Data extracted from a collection
================

// Licensed under the Apache License, Version 2.0 (see LICENSE).

//! The configuration-file loader: candidate file-list computation, the
//! `name = value` / `[section]` line grammar, and the multi-file merge
//! where a later file's assignment replaces (never appends to) an earlier
//! file's.
//!
//! Split into a raw source holder, a parsed representation, and a reader
//! that drives assignments into the value store.

use std::fs;
use std::path::{Path, PathBuf};

use itertools::Itertools;

use crate::catalog::{CONFIGURATION_SECTIONS_OPTION, OptionCatalog};
use crate::error::{Diagnostic, DiagnosticCollector, GetoptError};
use crate::flags::OptionFlags;
use crate::id::{check_forbidden_chars, split_section};
use crate::strutil::{handle_user_directory, insert_project_name_with_priority, split_string, unquote};
use crate::validator::Validator;
use crate::value_store::{Source, ValueStore};

const PROJECT_OVERLAY_PRIORITY: u32 = 50;

/// The environment inputs that drive candidate file-list computation.
#[derive(Clone, Debug, Default)]
pub struct ConfigLocations {
    pub configuration_files: Vec<String>,
    pub configuration_directories: Vec<String>,
    pub configuration_filename: Option<String>,
    pub project_name: String,
    /// Additional directories contributed by `--config-dir` on the command
    /// line, in the order they appeared, prepended ahead of the
    /// environment's own `configuration_directories`.
    pub config_dir_overrides: Vec<String>,
}

/// Computes the candidate configuration file list. When `writable` is
/// true, only the project-overlay entries are returned. When `must_exist`
/// is true, non-existent files are filtered out.
pub fn candidate_files(locations: &ConfigLocations, must_exist: bool, writable: bool) -> Vec<PathBuf> {
    let mut candidates = Vec::new();

    for file in &locations.configuration_files {
        let expanded = handle_user_directory(file);
        if !writable {
            candidates.push(expanded.clone());
        }
        candidates.push(insert_project_name_with_priority(
            &expanded,
            &locations.project_name,
            Some(PROJECT_OVERLAY_PRIORITY),
        ));
    }

    let Some(basename) = &locations.configuration_filename else {
        return finish_candidates(candidates, must_exist);
    };

    let directories = locations
        .config_dir_overrides
        .iter()
        .chain(locations.configuration_directories.iter());

    for dir in directories {
        let expanded_dir = handle_user_directory(dir);
        let plain = Path::new(&expanded_dir).join(basename);
        let plain = plain.to_string_lossy().into_owned();
        if !writable {
            candidates.push(plain.clone());
        }
        candidates.push(insert_project_name_with_priority(
            &plain,
            &locations.project_name,
            Some(PROJECT_OVERLAY_PRIORITY),
        ));
    }

    finish_candidates(candidates, must_exist)
}

fn finish_candidates(candidates: Vec<String>, must_exist: bool) -> Vec<PathBuf> {
    // `--config-dir` overrides and the environment's own directories can
    // legitimately name the same path; dedup while keeping first-seen order
    // so the project-overlay priority computed above isn't disturbed.
    candidates
        .into_iter()
        .unique()
        .map(PathBuf::from)
        .filter(|p| !must_exist || p.is_file())
        .collect()
}

/// One `name = value` assignment found while parsing a configuration file.
#[derive(Clone, Debug)]
struct Assignment {
    name: String,
    value: String,
    lineno: usize,
}

/// The raw contents of one configuration file.
#[derive(Clone, Debug)]
pub struct ConfigSource {
    pub path: PathBuf,
    pub content: String,
}

impl ConfigSource {
    pub fn from_file<P: AsRef<Path>>(path: P) -> Result<ConfigSource, GetoptError> {
        let content = fs::read_to_string(&path).map_err(|e| {
            GetoptError::logic(format!(
                "failed to read config file {}: {e}",
                path.as_ref().display()
            ))
        })?;
        Ok(ConfigSource {
            path: path.as_ref().to_path_buf(),
            content,
        })
    }
}

/// One configuration file, parsed into an ordered list of assignments and
/// the distinct section names it introduced.
#[derive(Clone, Debug, Default)]
pub struct Config {
    assignments: Vec<Assignment>,
    sections: Vec<String>,
}

impl Config {
    /// Parses `source`'s grammar: `#`/`;` at column 0 is a comment, blank
    /// lines are ignored, `[section]` opens a section context prefixed onto
    /// subsequent names as `section::name`, `name = value` is an assignment
    /// with both sides trimmed and the value unquoted. Diagnostics for
    /// malformed lines are pushed onto `diagnostics`; parsing continues to
    /// the next line.
    pub fn parse(source: &ConfigSource, diagnostics: &mut DiagnosticCollector) -> Self {
        let mut config = Config::default();
        let mut current_section: Option<String> = None;

        for (idx, raw_line) in source.content.lines().enumerate() {
            let lineno = idx + 1;
            if raw_line.is_empty() {
                continue;
            }
            if raw_line.starts_with('#') || raw_line.starts_with(';') {
                continue;
            }
            let trimmed = raw_line.trim();
            if trimmed.is_empty() {
                continue;
            }

            if let Some(section) = trimmed.strip_prefix('[').and_then(|s| s.strip_suffix(']')) {
                if let Err(e) = check_forbidden_chars(section) {
                    diagnostics.error(format!(
                        "{}:{lineno}: {e}",
                        source.path.display()
                    ));
                    continue;
                }
                if !config.sections.iter().any(|s| s == section) {
                    config.sections.push(section.to_string());
                }
                current_section = Some(section.to_string());
                continue;
            }

            let Some(eq) = raw_line.find('=') else {
                diagnostics.error(format!(
                    "{}:{lineno}: missing assignment operator",
                    source.path.display()
                ));
                continue;
            };
            let key = raw_line[..eq].trim();
            let value = unquote(raw_line[eq + 1..].trim(), "'\"");

            if key.starts_with('-') || key.starts_with('_') {
                diagnostics.error(format!(
                    "{}:{lineno}: option name \"{key}\" must not start with '-' or '_'",
                    source.path.display()
                ));
                continue;
            }

            let qualified = match &current_section {
                Some(section) => format!("{section}::{key}"),
                None => key.to_string(),
            };
            config.assignments.push(Assignment {
                name: qualified,
                value,
                lineno,
            });
        }

        config
    }
}

/// Drives one or more parsed [`Config`]s (in candidate-file order) into the
/// catalog's value store, applying flag semantics and the "later file
/// replaces, never appends" merge rule. Holds the catalog mutably because
/// an unknown name is silently registered (not merely flagged) when
/// `DYNAMIC_PARAMETERS` is on — the only source for which dynamic
/// registration applies (command-line and environment-variable options
/// remain hard errors, enforced in `crate::arg_parser`).
pub struct ConfigReader<'a> {
    catalog: &'a mut OptionCatalog,
}

impl<'a> ConfigReader<'a> {
    pub fn new(catalog: &'a mut OptionCatalog) -> Self {
        Self { catalog }
    }

    /// Loads every file in `files`, in order, into `store`. Returns
    /// `Err(GetoptError::Parse(..))` once all files have been drained if
    /// any diagnostic fired; the store reflects whatever was successfully
    /// applied regardless.
    pub fn load(
        &mut self,
        files: &[PathBuf],
        store: &mut ValueStore,
        dynamic_parameters: bool,
    ) -> Result<(), GetoptError> {
        let mut diagnostics = DiagnosticCollector::new();

        for path in files {
            if !path.is_file() {
                continue;
            }
            let source = match ConfigSource::from_file(path) {
                Ok(s) => s,
                Err(e) => {
                    diagnostics.error(e.to_string());
                    continue;
                }
            };
            let config = Config::parse(&source, &mut diagnostics);
            for section in &config.sections {
                if store.sections_mut().register(section) {
                    if let Some(index) = self.catalog.canonical_index(CONFIGURATION_SECTIONS_OPTION) {
                        store.set(index, Source::Configuration, section.clone(), true);
                    }
                }
            }
            self.apply(&config, path, store, &mut diagnostics, dynamic_parameters);
        }

        diagnostics.finish()
    }

    fn apply(
        &mut self,
        config: &Config,
        path: &Path,
        store: &mut ValueStore,
        diagnostics: &mut DiagnosticCollector,
        dynamic_parameters: bool,
    ) {
        for assignment in &config.assignments {
            self.apply_one(assignment, path, store, diagnostics, dynamic_parameters);
        }
    }

    fn apply_one(
        &mut self,
        assignment: &Assignment,
        path: &Path,
        store: &mut ValueStore,
        diagnostics: &mut DiagnosticCollector,
        dynamic_parameters: bool,
    ) {
        let Ok((section, leaf)) = split_section(&assignment.name) else {
            diagnostics.error(format!(
                "{}:{}: option name \"{}\" embeds more than one \"::\"",
                path.display(),
                assignment.lineno,
                assignment.name
            ));
            return;
        };
        if let Some(section) = section {
            store.sections_mut().register_key(section, leaf);
        }

        let index = match self.catalog.canonical_index(&assignment.name) {
            Some(index) => index,
            None if dynamic_parameters => {
                match self
                    .catalog
                    .add_dynamic(&assignment.name, OptionFlags::CONFIGURATION_FILE | OptionFlags::MULTIPLE)
                {
                    Ok(index) => index,
                    Err(e) => {
                        diagnostics.error(format!("{}:{}: {e}", path.display(), assignment.lineno));
                        return;
                    }
                }
            }
            None => {
                diagnostics.error(format!(
                    "{}:{}: \"{}\" is not a known configuration-file option",
                    path.display(),
                    assignment.lineno,
                    assignment.name
                ));
                return;
            }
        };

        let info = self.catalog.entry_at(index);

        if !info.flags.accepts(Source::Configuration) {
            diagnostics.error(format!(
                "{}:{}: option --{} is not supported in a configuration file",
                path.display(),
                assignment.lineno,
                assignment.name
            ));
            return;
        }

        if info.flags.contains(OptionFlags::FLAG) {
            match assignment.value.as_str() {
                "true" => store.set(index, Source::Configuration, String::new(), false),
                "false" => store.reset(index),
                other => {
                    diagnostics.error(format!(
                        "{}:{}: option --{} only accepts \"true\" or \"false\", got \"{other}\"",
                        path.display(),
                        assignment.lineno,
                        assignment.name
                    ));
                }
            }
            return;
        }

        if info.flags.contains(OptionFlags::REQUIRED) && assignment.value.is_empty() {
            diagnostics.error(format!(
                "{}:{}: option --{} must be given a value",
                path.display(),
                assignment.lineno,
                assignment.name
            ));
            return;
        }

        if let Some(validator) = &info.validator {
            if !assignment.value.is_empty() && !validator.validate(&assignment.value) {
                diagnostics.error(format!(
                    "{}:{}: input \"{}\" given to parameter --{} is not considered valid",
                    path.display(),
                    assignment.lineno,
                    assignment.value,
                    assignment.name
                ));
                return;
            }
        }

        if info.flags.contains(OptionFlags::MULTIPLE) && !info.separators.is_empty() {
            let separators: Vec<&str> = info.separators.iter().map(String::as_str).collect();
            let values = split_string(&assignment.value, &separators);
            store.set_all(index, Source::Configuration, values);
        } else {
            store.set(index, Source::Configuration, assignment.value.clone(), false);
        }
    }
}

================

WORK ITEM:
Which of the lines above contain "given"? Return them all.

RESPONSE FOR THIS EXERCISE:
                "{}:{}: option --{} must be given a value",
                    "{}:{}: input \"{}\" given to parameter --{} is not considered valid",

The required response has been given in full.